WHAT YOU WILL DO - For each line of the data below that holds "flips", copy the line.

EXTRACTED RECORDS -
*** Block opens ***
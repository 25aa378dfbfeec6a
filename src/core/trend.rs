use serde::{Deserialize, Serialize};
use std::collections::BTreeMap;
use tracing::debug;

use super::structure::{filter_nested, Cross, Structure};
use crate::models::{CandleSeries, Trend};

#[derive(Debug, Clone, Copy, PartialEq, Serialize, Deserialize)]
pub struct TrendPoint {
    pub time: i64,
    pub trend: Trend,
}

/// Fold confirmed breaks into one trend value per candle. Each break sets
/// the trend from its confirmation candle on; earlier candles stay neutral.
pub fn derive_trend(candles: &CandleSeries, structure: &Structure) -> Vec<TrendPoint> {
    let confirmed: Vec<Cross> = structure
        .confirmed_breaks()
        .into_iter()
        .cloned()
        .collect();
    let surviving = filter_nested(candles, &confirmed);

    // one break per confirmation candle: wider span wins, then earlier origin
    let mut by_to: BTreeMap<usize, Cross> = BTreeMap::new();
    for b in surviving {
        let Some(to) = b.to else { continue };
        let better = by_to.get(&to).map_or(true, |kept| {
            b.span() > kept.span() || (b.span() == kept.span() && b.from < kept.from)
        });
        if better {
            by_to.insert(to, b);
        }
    }

    let mut current = Trend::Neutral;
    let mut flips = 0;
    let points: Vec<TrendPoint> = candles
        .iter()
        .enumerate()
        .map(|(i, c)| {
            if let Some(b) = by_to.get(&i) {
                let next = b.side.break_trend();
                if next != current {
                    flips += 1;
                }
                current = next;
            }
            TrendPoint {
                time: c.time,
                trend: current,
            }
        })
        .collect();

    debug!("Trend: {} breaks folded, {} changes", by_to.len(), flips);
    points
}

/// Trend at `index`, neutral when out of range.
pub fn trend_at(trend: &[TrendPoint], index: usize) -> Trend {
    trend.get(index).map_or(Trend::Neutral, |t| t.trend)
}
use serde::{Deserialize, Serialize};
use tracing::debug;

use super::swings::{registrations, Swing};
use crate::models::{CandleSeries, CrossKind, PerSide, Side};

/// A structural line from an anchor swing to the candle that resolved it.
#[derive(Debug, Clone, PartialEq, Serialize, Deserialize)]
pub struct Cross {
    pub from: usize,
    pub to: Option<usize>,
    /// Boundary the line polices.
    pub side: Side,
    pub kind: CrossKind,
    pub is_fake: bool,
    pub is_confirmed: bool,
    /// Resolved by a wick only (inducements) or swept before confirming (breaks).
    pub is_sweep: bool,
    pub liquidity_candle: Option<usize>,
}

impl Cross {
    fn pending_inducement(from: usize, side: Side) -> Self {
        Self {
            from,
            to: None,
            side,
            kind: CrossKind::Inducement,
            is_fake: false,
            is_confirmed: false,
            is_sweep: false,
            liquidity_candle: None,
        }
    }

    pub fn span(&self) -> usize {
        self.to.map_or(0, |to| to.saturating_sub(self.from))
    }
}

/// Crosses aligned to the candle index, one slot per side.
pub type CrossSlots = Vec<PerSide<Option<Cross>>>;

pub fn iter_crosses(slots: &[PerSide<Option<Cross>>]) -> impl Iterator<Item = &Cross> {
    slots
        .iter()
        .flat_map(|ps| [ps.high.as_ref(), ps.low.as_ref()])
        .flatten()
}

/// A confirmed extremum and the inducement that confirmed it.
#[derive(Debug, Clone, Copy, PartialEq, Serialize, Deserialize)]
pub struct ExtremumRecord {
    pub index: usize,
    pub side: Side,
    pub anchor: usize,
    pub confirmed_at: usize,
}

/// Candles during which a swing side carried the extremum flag: from its
/// promotion up to, not including, its demotion.
#[derive(Debug, Clone, Copy, PartialEq, Serialize, Deserialize)]
pub struct ExtremumSpan {
    pub index: usize,
    pub side: Side,
    pub from: usize,
    pub until: Option<usize>,
}

impl ExtremumSpan {
    pub fn covers(&self, at: usize) -> bool {
        self.from <= at && self.until.map_or(true, |u| u > at)
    }
}

#[derive(Debug, Clone, Default, Serialize, Deserialize)]
pub struct Structure {
    /// Inducement crosses keyed by anchor swing index.
    pub inducements: CrossSlots,
    /// Break crosses keyed by the broken extremum's index.
    pub breaks: CrossSlots,
    pub extrema: Vec<ExtremumRecord>,
    pub spans: Vec<ExtremumSpan>,
    pub internal_removed: usize,
}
*** Block closes ***
RESULT OF THE TASK -
    let mut flips = 0;
                    flips += 1;
    debug!("Trend: {} breaks folded, {} changes", by_to.len(), flips);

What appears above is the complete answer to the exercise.